While these three companies and their leaders will be mere footnotes in business history, they cause great harm to legitimate companies trying to help patients. Their missteps confirm the importance of putting patients first, rigorous testing, FDA oversight, transparency, and pricing products to support patient access, regardless of their income bracket.

When scandals occur, they have a negative impact on companies that are doing things right. The subsequent public outcry tends to harm the committed, experienced companies, as politicians paint all health care companies with the same brush. This leads to delays in the FDA approval process for the most scientifically minded companies, denying patients products they need. It also creates public pressure for price controls.

Theranos, Valeant, and Turing took multiple shortcuts, and they won handsome short-term rewards for their behavior. But others who jumped on board have now lost billions.

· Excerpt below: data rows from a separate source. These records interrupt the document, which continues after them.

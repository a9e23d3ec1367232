//! Application shell state and view model computation.
//!
//! [`AppState`] owns every holder, the navigation controller, the theme and
//! the string table. It subscribes one render signal to all of them: any
//! holder notification bumps the signal, and the shell re-renders when the
//! signal moved since the last frame.
//!
//! `compute_viewmodel` is a pure function of the holder snapshots. It
//! resolves the top bar mode, the active screen, the FAB and the footer, and
//! windows the list around the selection.

use super::modes::InputMode;
use super::navigation::{self, NavController, NavIcon, Route};
use super::observable::Observable;
use super::view_state::{
    DetailView, FormField, FormSnapshot, ListSnapshot, LoadStatus, SearchFocus, SearchState,
    TodoDetailState, TodoFormState, TodoListState, TopBarState, TrailingAction,
};
use crate::domain::{SortOrder, TodoItem, TodoMatcher};
use crate::resources::{StringKey, Strings};
use crate::ui::helpers;
use crate::ui::theme::Theme;
use crate::ui::viewmodel::{
    DetailInfo, DisplayItem, EmptyState, FabInfo, FooterInfo, FormFieldView, FormView, ListView,
    ScreenView, TopBarAction, TopBarView, UIViewModel,
};
use std::cell::Cell;
use std::rc::Rc;

/// Rows the list layout spends outside the task rows: top bar, border and
/// status line above; FAB, border and footer below.
pub const LIST_CHROME_ROWS: usize = 6;

/// Width of the checkbox prefix in front of each list row.
const ROW_PREFIX_WIDTH: usize = 5;

/// Returns a closure that bumps `signal`; subscribed to every holder.
fn render_trigger<T>(signal: &Rc<Cell<u64>>) -> impl FnMut(&T) + 'static {
    let signal = Rc::clone(signal);
    move |_| signal.set(signal.get().wrapping_add(1))
}

/// Label key for a sort order.
#[must_use]
pub const fn sort_key(sort: SortOrder) -> StringKey {
    match sort {
        SortOrder::NewestFirst => StringKey::SortNewestFirst,
        SortOrder::OldestFirst => StringKey::SortOldestFirst,
        SortOrder::Title => StringKey::SortTitle,
        SortOrder::OpenFirst => StringKey::SortOpenFirst,
    }
}

/// The app shell.
#[derive(Debug)]
pub struct AppState {
    pub top_bar: TopBarState,
    pub list: TodoListState,
    pub form: TodoFormState,
    pub detail: TodoDetailState,
    pub nav: NavController,

    pub theme: Theme,
    pub strings: Strings,

    /// Transient error line, cleared by the next key press.
    banner: Observable<Option<String>>,

    /// Store path forwarded to the worker on startup.
    data_file: Option<String>,

    render_signal: Rc<Cell<u64>>,
    rendered_at: u64,
}
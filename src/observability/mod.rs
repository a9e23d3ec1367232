//! Tracing setup with OTLP JSON file export.
//!
//! ```text
//! tracing macros → tracing-opentelemetry → OpenTelemetry SDK → OTLP file exporter → zodo-otlp.json
//! ```
//!
//! The file lives in the data directory, next to `todos.json`, and rotates at
//! 10 MiB keeping three backups. The level comes from the `trace_level`
//! config option and defaults to `info`.
//!
//! ```no_run
//! use zodo::observability::init_tracing;
//! use zodo::Config;
//!
//! init_tracing(&Config::default());
//! tracing::debug!("plugin initialized");
//! ```

mod exporter;
mod rotating;

use crate::Config;
use opentelemetry::trace::TracerProvider as _;
use opentelemetry_sdk::resource::Resource;
use tracing_opentelemetry::OpenTelemetryLayer;
use tracing_subscriber::{layer::SubscriberExt, util::SubscriberInitExt, EnvFilter};

/// File name of the trace output inside the data directory.
pub const TRACE_FILE_NAME: &str = "zodo-otlp.json";

/// Level used when the config does not set one.
pub const DEFAULT_TRACE_LEVEL: &str = "info";

/// Installs the global subscriber. Only the first call on a thread's process
/// takes effect. Tracing is optional, so failures are swallowed.
pub fn init_tracing(config: &Config) {
    let level = config
        .trace_level
        .as_deref()
        .unwrap_or(DEFAULT_TRACE_LEVEL);

    let data_dir = crate::infrastructure::get_data_dir();
    if std::fs::create_dir_all(&data_dir).is_err() {
        return;
    }

    let resource = Resource::new(vec![opentelemetry::KeyValue::new(
        "service.name",
        exporter::SCOPE_NAME,
    )]);
    let provider = exporter::file_tracer_provider(data_dir.join(TRACE_FILE_NAME), resource);
    let tracer = provider.tracer(exporter::SCOPE_NAME);

    let _ = tracing_subscriber::registry()
        .with(EnvFilter::new(level))
        .with(OpenTelemetryLayer::new(tracer))
        .try_init();
}
//! Task worker: runs store operations off the plugin's render path.
//!
//! [`TodoWorker`] owns the [`TodoStore`] and turns each [`WorkerMessage`] into
//! exactly one [`WorkerResponse`]. It has no Zellij dependency, so the binary
//! wraps it for `register_worker!` and tests drive it directly.

use crate::domain::error::{Result, TodoError};
use crate::domain::{SortOrder, TodoId, TodoItem};
use crate::infrastructure::paths;
use crate::storage::{JsonStorage, TodoRecord, TodoStore};
use crate::worker::messages::operation;
use crate::worker::{WorkerMessage, WorkerResponse};
use std::path::PathBuf;
use std::sync::atomic::{AtomicBool, Ordering};

/// Worker-side state. The store is opened by `OpenStore`, or lazily at the
/// default path by the first other request.
#[derive(Default)]
pub struct TodoWorker {
    store: Option<Box<dyn TodoStore>>,
    data_file: Option<PathBuf>,
}

impl TodoWorker {
    /// Creates a worker over an already opened store.
    #[must_use]
    pub fn with_store(store: Box<dyn TodoStore>) -> Self {
        Self {
            store: Some(store),
            data_file: None,
        }
    }

    /// Returns `true` once a store is open.
    #[must_use]
    pub fn has_store(&self) -> bool {
        self.store.is_some()
    }

    fn store(&mut self) -> Result<&mut Box<dyn TodoStore>> {
        if self.store.is_none() {
            let path = self.data_file.clone().unwrap_or_else(paths::default_data_file);
            tracing::debug!(path = ?path, "opening store lazily");
            self.store = Some(Box::new(JsonStorage::new(path)?));
        }

        self.store
            .as_mut()
            .ok_or_else(|| TodoError::Worker("store not initialized".to_string()))
    }

    /// Maps a store result onto a response. `NotFound` gets its own response
    /// so the plugin can fall back instead of showing a banner.
    fn respond<T, F>(operation: &str, result: Result<T>, on_success: F) -> WorkerResponse
    where
        F: FnOnce(T) -> WorkerResponse,
    {
        match result {
            Ok(value) => {
                tracing::debug!(operation, "store operation successful");
                on_success(value)
            }
            Err(TodoError::NotFound(id)) => {
                tracing::debug!(operation, todo_id = %id, "task not found");
                WorkerResponse::TodoNotFound {
                    id,
                    operation: operation.to_string(),
                }
            }
            Err(e) => {
                tracing::error!(operation, error = %e, "store operation failed");
                WorkerResponse::Error {
                    operation: operation.to_string(),
                    message: e.to_string(),
                }
            }
        }
    }

    fn handle_open_store(&mut self, data_file: Option<String>) -> WorkerResponse {
        let path = data_file
            .map(|f| PathBuf::from(paths::expand_tilde(&f)))
            .unwrap_or_else(paths::default_data_file);

        let result = if self.store.is_some() && self.data_file.as_ref() == Some(&path) {
            tracing::debug!("store already open");
            self.store().and_then(|store| store.list_items())
        } else {
            self.store = None;
            self.data_file = Some(path);
            self.store().and_then(|store| store.list_items())
        };

        Self::respond(operation::OPEN_STORE, result, |records| WorkerResponse::StoreOpened {
            count: records.len(),
        })
    }

    fn handle_load_todos(&mut self, request_id: u64, sort: SortOrder) -> WorkerResponse {
        Self::respond(
            operation::LOAD_TASKS,
            self.store().and_then(|store| store.list_items()),
            |records| {
                let mut todos: Vec<TodoItem> = records.into_iter().map(TodoItem::from).collect();
                sort.sort(&mut todos);
                tracing::debug!(request_id, count = todos.len(), "tasks loaded");
                WorkerResponse::TodosLoaded { request_id, todos }
            },
        )
    }

    fn handle_create_todo(&mut self, title: &str, description: Option<&str>) -> WorkerResponse {
        let result = if title.trim().is_empty() {
            Err(TodoError::Validation("empty title".to_string()))
        } else {
            self.store()
                .and_then(|store| store.create_item(title, description))
        };

        Self::respond(operation::CREATE_TASK, result, |record| WorkerResponse::TodoCreated {
            item: record.into(),
        })
    }

    fn handle_update_todo(&mut self, item: &TodoItem) -> WorkerResponse {
        let record = TodoRecord::from(item);
        let result = self.store().and_then(|store| {
            store.update_item(&record)?;
            store.get_item(record.id)
        });

        Self::respond(operation::UPDATE_TASK, result, |record| WorkerResponse::TodoUpdated {
            item: record.into(),
        })
    }

    fn handle_delete_todo(&mut self, id: TodoId) -> WorkerResponse {
        Self::respond(
            operation::DELETE_TASK,
            self.store().and_then(|store| store.delete_item(id.0)),
            |existed| WorkerResponse::TodoDeleted { id, existed },
        )
    }

    fn handle_get_todo(&mut self, id: TodoId) -> WorkerResponse {
        Self::respond(
            operation::GET_TASK,
            self.store().and_then(|store| store.get_item(id.0)),
            |record| WorkerResponse::TodoFetched {
                item: record.into(),
            },
        )
    }

    /// Re-parents the current thread on the sender's span, if one was sent.
    /// The guard must outlive the handling span.
    fn attach_parent_trace_context(message: &WorkerMessage) -> Option<opentelemetry::ContextGuard> {
        use opentelemetry::trace::{
            SpanContext, SpanId, TraceContextExt, TraceFlags, TraceId, TraceState,
        };

        let trace_context = message.trace_context()?;
        let trace_id = TraceId::from_hex(&trace_context.trace_id).ok()?;
        let span_id = SpanId::from_hex(&trace_context.parent_span_id).ok()?;

        let remote = SpanContext::new(
            trace_id,
            span_id,
            TraceFlags::SAMPLED,
            true,
            TraceState::default(),
        );

        Some(
            opentelemetry::Context::current()
                .with_remote_span_context(remote)
                .attach(),
        )
    }

    /// Handles one request and returns its response.
    pub fn handle_message(&mut self, message: WorkerMessage) -> WorkerResponse {
        let _context_guard = Self::attach_parent_trace_context(&message);
        let _span = tracing::debug_span!("worker_handle_message", operation = message.operation())
            .entered();

        match message {
            WorkerMessage::OpenStore { data_file, .. } => self.handle_open_store(data_file),
            WorkerMessage::LoadTodos {
                request_id, sort, ..
            } => self.handle_load_todos(request_id, sort),
            WorkerMessage::CreateTodo {
                title, description, ..
            } => self.handle_create_todo(&title, description.as_deref()),
            WorkerMessage::UpdateTodo { item, .. } => self.handle_update_todo(&item),
            WorkerMessage::DeleteTodo { id, .. } => self.handle_delete_todo(id),
            WorkerMessage::GetTodo { id, .. } => self.handle_get_todo(id),
        }
    }

    /// Decodes a JSON request, handles it and encodes the response. Returns
    /// `None` when either side fails to (de)serialize.
    pub fn handle_payload(&mut self, payload: &str) -> Option<String> {
        let message: WorkerMessage = match serde_json::from_str(payload) {
            Ok(message) => message,
            Err(e) => {
                tracing::error!(error = %e, "failed to deserialize worker message");
                return None;
            }
        };

        let response = self.handle_message(message);
        serde_json::to_string(&response)
            .map_err(|e| tracing::error!(error = %e, "failed to serialize worker response"))
            .ok()
    }
}

static WORKER_TRACING_INITIALIZED: AtomicBool = AtomicBool::new(false);

/// Installs the tracing pipeline on the worker thread, once.
///
/// The worker never sees the plugin configuration, so it traces at the
/// default level.
pub fn init_worker_tracing() {
    if !WORKER_TRACING_INITIALIZED.swap(true, Ordering::Relaxed) {
        crate::observability::init_tracing(&crate::Config::default());
    }
}

#[cfg(test)]
mod tests {
    use super::*;
    use tempfile::TempDir;

    fn worker(dir: &TempDir) -> TodoWorker {
        let store = JsonStorage::new(dir.path().join("todos.json")).unwrap();
        TodoWorker::with_store(Box::new(store))
    }

    fn created(response: WorkerResponse) -> TodoItem {
        match response {
            WorkerResponse::TodoCreated { item } => item,
            other => panic!("expected TodoCreated, got {other:?}"),
        }
    }

    #[test]
    fn test_open_store_reports_count() {
        let dir = TempDir::new().unwrap();
        let path = dir.path().join("sub").join("todos.json");
        let mut worker = TodoWorker::default();
        assert!(!worker.has_store());

        let response = worker.handle_message(WorkerMessage::open_store(Some(
            path.to_string_lossy().into_owned(),
        )));

        assert_eq!(response, WorkerResponse::StoreOpened { count: 0 });
        assert!(worker.has_store());
    }

    #[test]
    fn test_create_then_load_sorted() {
        let dir = TempDir::new().unwrap();
        let mut worker = worker(&dir);

        created(worker.handle_message(WorkerMessage::create_todo("b".into(), None)));
        created(worker.handle_message(WorkerMessage::create_todo("a".into(), None)));

        let response = worker.handle_message(WorkerMessage::load_todos(9, SortOrder::Title));
        let WorkerResponse::TodosLoaded { request_id, todos } = response else {
            panic!("expected TodosLoaded");
        };
        assert_eq!(request_id, 9);
        let titles: Vec<_> = todos.iter().map(|t| t.title.as_str()).collect();
        assert_eq!(titles, vec!["a", "b"]);
    }

    #[test]
    fn test_create_blank_title_is_error() {
        let dir = TempDir::new().unwrap();
        let mut worker = worker(&dir);

        let response = worker.handle_message(WorkerMessage::create_todo("  ".into(), None));
        assert_eq!(
            response,
            WorkerResponse::Error {
                operation: operation::CREATE_TASK.to_string(),
                message: TodoError::Validation("empty title".into()).to_string(),
            }
        );
        assert_eq!(
            worker.handle_message(WorkerMessage::load_todos(1, SortOrder::default())),
            WorkerResponse::TodosLoaded {
                request_id: 1,
                todos: vec![]
            }
        );
    }

    #[test]
    fn test_update_and_fetch() {
        let dir = TempDir::new().unwrap();
        let mut worker = worker(&dir);
        let item = created(worker.handle_message(WorkerMessage::create_todo("a".into(), None)));

        let response = worker.handle_message(WorkerMessage::update_todo(item.toggled()));
        let WorkerResponse::TodoUpdated { item: updated } = response else {
            panic!("expected TodoUpdated");
        };
        assert!(updated.completed);

        let fetched = worker.handle_message(WorkerMessage::get_todo(item.id));
        assert_eq!(fetched, WorkerResponse::TodoFetched { item: updated });
    }

    #[test]
    fn test_missing_ids_map_to_not_found() {
        let dir = TempDir::new().unwrap();
        let mut worker = worker(&dir);

        let response = worker.handle_message(WorkerMessage::get_todo(TodoId(5)));
        assert_eq!(
            response,
            WorkerResponse::TodoNotFound {
                id: TodoId(5),
                operation: "get task".into()
            }
        );

        let ghost = TodoItem::new(TodoId(6), "ghost", None);
        let response = worker.handle_message(WorkerMessage::update_todo(ghost));
        assert!(matches!(response, WorkerResponse::TodoNotFound { id: TodoId(6), .. }));
    }

    #[test]
    fn test_delete_absent_reports_not_existed() {
        let dir = TempDir::new().unwrap();
        let mut worker = worker(&dir);
        let item = created(worker.handle_message(WorkerMessage::create_todo("a".into(), None)));

        let first = worker.handle_message(WorkerMessage::delete_todo(item.id));
        let second = worker.handle_message(WorkerMessage::delete_todo(item.id));

        assert_eq!(first, WorkerResponse::TodoDeleted { id: item.id, existed: true });
        assert_eq!(second, WorkerResponse::TodoDeleted { id: item.id, existed: false });
    }

    #[test]
    fn test_handle_payload_round_trips_json() {
        let dir = TempDir::new().unwrap();
        let mut worker = worker(&dir);

        let payload = serde_json::to_string(&WorkerMessage::get_todo(TodoId(1))).unwrap();
        let reply = worker.handle_payload(&payload).unwrap();
        assert!(reply.contains("TodoNotFound"));

        assert!(worker.handle_payload("not json").is_none());
    }
}
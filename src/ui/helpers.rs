//! Shared rendering utilities.
//!
//! Everything here works on character indices rather than bytes, so task
//! titles with multi-byte characters highlight and truncate correctly.

use crate::ui::theme::Theme;

/// Moves the cursor to a 1-indexed `row` and `col`.
pub fn position_cursor(row: usize, col: usize) {
    print!("\u{1b}[{row};{col}H");
}

/// Number of characters in `text`.
#[must_use]
pub fn char_len(text: &str) -> usize {
    text.chars().count()
}

/// Shortens `text` to at most `max` characters, ending in "..." when cut.
///
/// ```
/// use zodo::ui::helpers::truncate;
///
/// assert_eq!(truncate("Buy milk", 20), "Buy milk");
/// assert_eq!(truncate("Buy milk and eggs", 10), "Buy mil...");
/// ```
#[must_use]
pub fn truncate(text: &str, max: usize) -> String {
    if char_len(text) <= max {
        return text.to_string();
    }
    if max <= 3 {
        return text.chars().take(max).collect();
    }
    let mut cut: String = text.chars().take(max - 3).collect();
    cut.push_str("...");
    cut
}

/// Greedy word wrap to `width` characters. Words longer than a line are cut.
#[must_use]
pub fn wrap(text: &str, width: usize) -> Vec<String> {
    let width = width.max(1);
    let mut lines = vec![];

    for paragraph in text.lines() {
        let mut line = String::new();
        for word in paragraph.split_whitespace() {
            let needed = usize::from(!line.is_empty()) + char_len(word);
            if !line.is_empty() && char_len(&line) + needed > width {
                lines.push(std::mem::take(&mut line));
            }
            if !line.is_empty() {
                line.push(' ');
            }
            line.push_str(word);
            while char_len(&line) > width {
                let head: String = line.chars().take(width).collect();
                line = line.chars().skip(width).collect();
                lines.push(head);
            }
        }
        lines.push(line);
    }

    lines
}

/// Clips highlight ranges to the first `len` characters.
#[must_use]
pub fn clip_ranges(ranges: &[(usize, usize)], len: usize) -> Vec<(usize, usize)> {
    ranges
        .iter()
        .filter(|(start, _)| *start < len)
        .map(|&(start, end)| (start, end.min(len)))
        .collect()
}

/// Prints `text` with the given character ranges in the match colors.
///
/// Highlighting is skipped on the selected row, whose background already
/// stands out. After each highlighted run the `restore` sequence is printed
/// so the row's own styling continues.
pub fn render_highlighted_text(
    text: &str,
    ranges: &[(usize, usize)],
    theme: &Theme,
    is_selected: bool,
    restore: &str,
) {
    if ranges.is_empty() || is_selected {
        print!("{text}");
        return;
    }

    let chars: Vec<char> = text.chars().collect();
    let mut current_pos = 0;

    for &(start, end) in &clip_ranges(ranges, chars.len()) {
        if start < current_pos {
            continue;
        }
        if start > current_pos {
            let normal_section: String = chars[current_pos..start].iter().collect();
            print!("{normal_section}");
        }

        print!("{}", Theme::fg(&theme.colors.match_highlight_fg));
        print!("{}", Theme::bg(&theme.colors.match_highlight_bg));
        let highlighted_section: String = chars[start..end].iter().collect();
        print!("{highlighted_section}");
        print!("{}", Theme::reset());
        print!("{restore}");

        current_pos = end;
    }

    if current_pos < chars.len() {
        let remaining: String = chars[current_pos..].iter().collect();
        print!("{remaining}");
    }
}

#[cfg(test)]
mod tests {
    use super::*;

    #[test]
    fn test_truncate_counts_chars() {
        assert_eq!(truncate("Ünïcödé", 7), "Ünïcödé");
        assert_eq!(truncate("Ünïcödé!", 7), "Ünïc...");
        assert_eq!(truncate("abcdef", 2), "ab");
    }

    #[test]
    fn test_wrap() {
        assert_eq!(wrap("buy milk and eggs", 8), vec!["buy milk", "and eggs"]);
        assert_eq!(wrap("abcdefghij", 4), vec!["abcd", "efgh", "ij"]);
        assert_eq!(wrap("one\n\ntwo", 10), vec!["one", "", "two"]);
    }

    #[test]
    fn test_clip_ranges() {
        let ranges = [(0, 2), (4, 9), (12, 13)];
        assert_eq!(clip_ranges(&ranges, 6), vec![(0, 2), (4, 6)]);
        assert!(clip_ranges(&ranges, 0).is_empty());
    }
}
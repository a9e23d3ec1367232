//! Background worker for task storage.
//!
//! Store I/O runs on a Zellij worker thread so the plugin never blocks while
//! rendering. Requests and responses cross the thread boundary as JSON and
//! carry trace context so both halves land in the same trace.
//!
//! - `messages`: Request/response protocol and trace context propagation
//! - `handler`: [`TodoWorker`], which applies requests to the store

pub mod handler;
pub mod messages;

pub use handler::{init_worker_tracing, TodoWorker};
pub use messages::{TraceContext, WorkerMessage, WorkerResponse};

/// Name the worker is registered under, and the message name its responses
/// are posted with.
pub const WORKER_NAME: &str = "zodo";
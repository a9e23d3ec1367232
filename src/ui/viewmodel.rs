//! Render-ready view models.
//!
//! A [`UIViewModel`] is computed from the holder snapshots by
//! `AppState::compute_viewmodel()` and consumed by the renderer. It carries
//! only resolved strings and flags; deciding what to show happens while
//! computing it, never while printing it.

use crate::app::navigation::NavIcon;

/// Everything the renderer draws for one frame.
#[derive(Debug, Clone, PartialEq, Eq)]
pub struct UIViewModel {
    pub top_bar: TopBarView,
    pub screen: ScreenView,
    /// Floating add button; `None` on the form route.
    pub fab: Option<FabInfo>,
    /// Transient error line above the footer.
    pub banner: Option<String>,
    pub footer: FooterInfo,
}

/// The two modes of the top bar.
#[derive(Debug, Clone, PartialEq, Eq)]
pub enum TopBarView {
    Normal {
        nav_icon: NavIcon,
        /// Resolved label of the navigation glyph ("Back" or "Close").
        nav_label: String,
        title: String,
        actions: Vec<TopBarAction>,
    },
    Searching {
        /// Query text, or the placeholder when the query is empty.
        text: String,
        is_placeholder: bool,
        trailing_label: String,
        /// Keys go to the input rather than the results.
        typing: bool,
    },
}

/// A keyboard shortcut shown at the trailing edge of the normal bar.
#[derive(Debug, Clone, PartialEq, Eq)]
pub struct TopBarAction {
    pub key: char,
    pub label: String,
}

/// Body of the active route.
#[derive(Debug, Clone, PartialEq, Eq)]
pub enum ScreenView {
    List(ListView),
    Detail(DetailInfo),
    Form(FormView),
    /// Loading, empty, failed and not-found states.
    Message(EmptyState),
}

/// The windowed task list.
#[derive(Debug, Clone, PartialEq, Eq)]
pub struct ListView {
    /// Count and sort line above the rows.
    pub status_line: String,
    pub rows: Vec<DisplayItem>,
    /// Index of the selected row within `rows`.
    pub selected_index: usize,
}

/// One list row.
#[derive(Debug, Clone, PartialEq, Eq)]
pub struct DisplayItem {
    pub title: String,
    /// Relative age, e.g. "3h ago".
    pub age: String,
    pub completed: bool,
    pub is_selected: bool,
    /// Character ranges of `title` to highlight, `(start, end)` exclusive.
    pub highlight_ranges: Vec<(usize, usize)>,
}

/// The detail screen for a loaded task.
#[derive(Debug, Clone, PartialEq, Eq)]
pub struct DetailInfo {
    pub title: String,
    pub completed: bool,
    /// `(label, value)` pairs: status, created, updated.
    pub fields: Vec<(String, String)>,
    pub description_label: String,
    pub description: String,
    pub has_description: bool,
}

/// The create/edit form.
#[derive(Debug, Clone, PartialEq, Eq)]
pub struct FormView {
    /// Set while editing, e.g. "Editing task #4".
    pub subtitle: Option<String>,
    pub fields: Vec<FormFieldView>,
    pub error: Option<String>,
    /// "Saving..." while a submit is in flight.
    pub status: Option<String>,
}

#[derive(Debug, Clone, PartialEq, Eq)]
pub struct FormFieldView {
    pub label: String,
    pub value: String,
    pub focused: bool,
}

/// Centered two-line message.
#[derive(Debug, Clone, PartialEq, Eq)]
pub struct EmptyState {
    pub message: String,
    pub subtitle: String,
    /// Render the message in the error color.
    pub is_error: bool,
}

#[derive(Debug, Clone, PartialEq, Eq)]
pub struct FabInfo {
    pub label: String,
}

#[derive(Debug, Clone, PartialEq, Eq)]
pub struct FooterInfo {
    pub keybindings: String,
}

Neither Shkreli, Pearson, nor Holmes had any health care experience before taking over their companies: Shkreli worked at hedge funds, Pearson was a McKinsey consultant, and Holmes was a 19-year-old freshman at Stanford. Facebook’s Mark Zuckerberg’s motto of “move fast and break things” may be valid for social media, but it doesn’t work for heart surgery, drug development, or medical devices.

The first rule of the Hippocratic Oath all doctors take is, “First, do no harm.” Why did Theranos, Valeant, and Turing assume so much risk? They focused on the short-term at the expense of their companies, their patients, and the health care industry. These companies proved what others have known all along: when you’re dealing with human health, shortcuts backfire.

Worst of all, these three companies fostered the impression that health care companies try to take advantage of an unsuspecting public. As a result, legitimate medical entrepreneurs now have trouble finding the funding required to do rigorous clinical trials in leading academic medical centers—something that Theranos refused to do.

For capitalism to work in the medical field, companies must be able to make the long-term investments required for breakthrough bio-pharmaceuticals and medical therapies. There are no shortcuts and no quick paths to market, but the long-term payoff can be enormous.

Investors with a fiduciary responsibility to their clients should carefully evaluate the leaders of companies they are investing in to ascertain their medical expertise and soundness. Entrepreneurs, who are essential to foster medical breakthroughs, need to learn the lessons from these bad actors and avoid taking shortcuts when human lives are at stake. We need to be patient with healthcare timelines, so we can enjoy the tremendous benefits that legitimate companies can offer.

Bill George is Senior Fellow at Harvard Business School, former Chairman & CEO of Medtronic, and author of Discover Your True North.